TASK INSTRUCTIONS
Would you find each line in the entries below with the string "Updating" and copy it?

Stored data entries
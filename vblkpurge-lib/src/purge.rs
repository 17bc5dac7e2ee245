//! The purge run.
//!
//! A [`Purger`] loads the metadata file, takes a backup, then erases every
//! block in state `0x01` or `0x04` in ascending order. Each real outcome is
//! recorded as `0x02` (erased) or `0x08` (failed) and persisted according to
//! [`PersistMode`]. Per-block report lines go to the progress callback and a
//! [`PurgeReport`] is returned at the end.
//!
//! ```no_run
//! use vblkpurge_lib::{PurgeConfig, Purger, SystemRunner};
//!
//! let mut config = PurgeConfig::new("/var/lib/nvm/nvme0.meta");
//! config.dry_run = true;
//! let report = Purger::new(config, SystemRunner).run()?;
//! println!("{} candidates", report.blocks.len());
//! # Ok::<(), vblkpurge_lib::Error>(())
//! ```

use crate::backup;
use crate::erase::{DEFAULT_PROGRAM, EraseDriver};
use crate::meta::MetaFile;
use crate::progress::{ProgressCallbackArc, ProgressHelper, no_op_progress_callback};
use crate::runner::ProcessRunner;
use crate::state::BlockState;
use crate::{Error, Result};
use std::path::PathBuf;
use strum::{Display, EnumString};

/// Prefix joined with the device name from the metadata file.
pub const DEFAULT_DEVICE_PREFIX: &str = "/dev/";

/// When the metadata file is rewritten during a real run.
#[derive(Debug, Clone, Copy, Default, PartialEq, Eq, EnumString, Display)]
#[cfg_attr(feature = "cli", derive(clap::ValueEnum))]
pub enum PersistMode {
    /// After every erased block, so a crash loses at most the in-flight block.
    #[default]
    #[strum(serialize = "per_block")]
    #[cfg_attr(feature = "cli", value(name = "per_block"))]
    PerBlock,
    /// Once, after the last block was processed.
    #[strum(serialize = "on_completion")]
    #[cfg_attr(feature = "cli", value(name = "on_completion"))]
    OnCompletion,
}

/// Settings for one purge run.
#[derive(Debug, Clone)]
pub struct PurgeConfig {
    /// Absolute path to the metadata file.
    pub mpath: PathBuf,
    /// Print the commands but run nothing and never touch the metadata file.
    /// The backup is still written.
    pub dry_run: bool,
    pub persist: PersistMode,
    /// Erase utility, looked up on `PATH` unless absolute.
    pub program: String,
    /// Joined with the device name from the metadata file, see
    /// [`MetaFile::device_path`].
    pub device_prefix: String,
}

impl PurgeConfig {
    /// Defaults for everything but the metadata path: a real run persisting
    /// per block with `nvm_vblk` against `/dev/<device>`.
    pub fn new(mpath: impl Into<PathBuf>) -> Self {
        Self {
            mpath: mpath.into(),
            dry_run: false,
            persist: PersistMode::default(),
            program: DEFAULT_PROGRAM.to_string(),
            device_prefix: DEFAULT_DEVICE_PREFIX.to_string(),
        }
    }

    /// Reject an empty metadata path or erase program with [`Error::Config`].
    pub fn validate(&self) -> Result<()> {
        if self.mpath.as_os_str().is_empty() {
            return Err(Error::config("metadata path is empty"));
        }
        if self.program.trim().is_empty() {
            return Err(Error::config("erase program is empty"));
        }
        Ok(())
    }
}

/// What happened to one erase candidate.
#[derive(Debug, Clone, Copy, PartialEq, Eq)]
pub enum BlockOutcome {
    /// The utility exited 0; the block is now `0x02`.
    Erased,
    /// Non-zero exit or signal; the block is now `0x08`.
    Failed,
    /// Dry run; nothing was executed or recorded.
    DryRun,
}

/// Per-candidate line of a [`PurgeReport`].
#[derive(Debug, Clone, PartialEq, Eq)]
pub struct BlockReport {
    /// Zero-based block index, which is also the `line_erase` block argument.
    pub index: usize,
    /// State before the run, `0x01` or `0x04`.
    pub previous: BlockState,
    pub outcome: BlockOutcome,
    pub exit_code: Option<i32>,
    /// [`crate::EraseOutput::summary`] of the attempt.
    pub summary: String,
}

/// Result of a completed run.
#[derive(Debug, Clone)]
pub struct PurgeReport {
    pub mpath: PathBuf,
    /// Device path the utility was pointed at, e.g. `/dev/nvme0`.
    pub device: String,
    /// Location of the backup taken before anything was erased.
    pub backup: PathBuf,
    pub dry_run: bool,
    pub total_blocks: usize,
    /// One entry per erase candidate, in block order.
    pub blocks: Vec<BlockReport>,
}

impl PurgeReport {
    fn count(&self, outcome: BlockOutcome) -> usize {
        self.blocks.iter().filter(|b| b.outcome == outcome).count()
    }

    pub fn erased(&self) -> usize {
        self.count(BlockOutcome::Erased)
    }

    pub fn failed(&self) -> usize {
        self.count(BlockOutcome::Failed)
    }

    /// Blocks that were not erase candidates.
    pub fn skipped(&self) -> usize {
        self.total_blocks - self.blocks.len()
    }
}

/// Walks the metadata file and erases every erasable block.
pub struct Purger<R> {
    config: PurgeConfig,
    driver: EraseDriver<R>,
    progress: ProgressHelper,
}

impl<R: ProcessRunner> Purger<R> {
    /// Purger with silent progress. Nothing is read until [`Purger::run`].
    pub fn new(config: PurgeConfig, runner: R) -> Self {
        let driver = EraseDriver::new(runner)
            .program(config.program.clone())
            .dry_run(config.dry_run);
        Self {
            config,
            driver,
            progress: ProgressHelper::new(no_op_progress_callback()),
        }
    }

    /// Send report lines and the block bar to `callback`.
    pub fn progress(mut self, callback: ProgressCallbackArc) -> Self {
        self.progress = ProgressHelper::new(callback);
        self
    }

    /// Perform the purge.
    ///
    /// Fails without side effects if the configuration is invalid or the
    /// metadata file cannot be read or parsed. Failed erases are recorded
    /// and the run continues; failure to launch the utility aborts the run,
    /// leaving already persisted blocks in their new state.
    pub fn run(&self) -> Result<PurgeReport> {
        self.config.validate()?;
        let mpath = &self.config.mpath;
        let dry_run = self.config.dry_run;

        let mut meta = MetaFile::load(mpath)?;
        let backup = backup::backup(mpath)?;
        let device = meta.device_path(&self.config.device_prefix);

        self.progress
            .println(format!("dry: {}, mpath: {}", dry_run, mpath.display()));

        let candidates = meta.classify();
        tracing::info!(
            "{} of {} blocks on {} are erase candidates",
            candidates.len(),
            meta.len(),
            device
        );

        let bar = self
            .progress
            .create_bar(candidates.len() as u64, format!("Purging {}", device));
        let mut blocks = Vec::with_capacity(candidates.len());
        let mut dirty = false;

        for (index, previous) in candidates {
            bar.set_message(format!("Erasing block {:04} on {}", index, device));
            self.progress
                .println(format!("Erasing: {{ blk: {:04}, dev: {} }}", index, device));
            self.progress
                .println(self.driver.command_line(&device, index).join(" "));

            let output = match self.driver.erase(&device, index) {
                Ok(output) => output,
                Err(e) => {
                    tracing::error!("erase of block {} on {} aborted: {}", index, device, e);
                    bar.finish_with_message("Aborted");
                    return Err(e);
                }
            };

            let summary = output.summary();
            self.progress.println(format!("Result: {{ {} }}", summary));
            bar.inc(1);

            if dry_run {
                blocks.push(BlockReport {
                    index,
                    previous,
                    outcome: BlockOutcome::DryRun,
                    exit_code: output.exit_code,
                    summary,
                });
                continue;
            }

            let (state, outcome) = if output.succeeded() {
                tracing::info!("block {} erased", index);
                (BlockState::Erased, BlockOutcome::Erased)
            } else {
                tracing::warn!("block {} erase failed: {}", index, summary);
                (BlockState::Failed, BlockOutcome::Failed)
            };
            meta.set_state(index, state)?;
            dirty = true;

            if self.config.persist == PersistMode::PerBlock {
                self.progress.println("Updating meta file");
                meta.persist(mpath)?;
            }

            blocks.push(BlockReport {
                index,
                previous,
                outcome,
                exit_code: output.exit_code,
                summary,
            });
        }

        if dirty && self.config.persist == PersistMode::OnCompletion {
            self.progress.println("Updating meta file");
            meta.persist(mpath)?;
        }

        bar.finish_with_message(format!("Purged {}", device));

        Ok(PurgeReport {
            mpath: mpath.clone(),
            device,
            backup,
            dry_run,
            total_blocks: meta.len(),
            blocks,
        })
    }
}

ANSWER SECTION
                self.progress.println("Updating meta file");
            self.progress.println("Updating meta file");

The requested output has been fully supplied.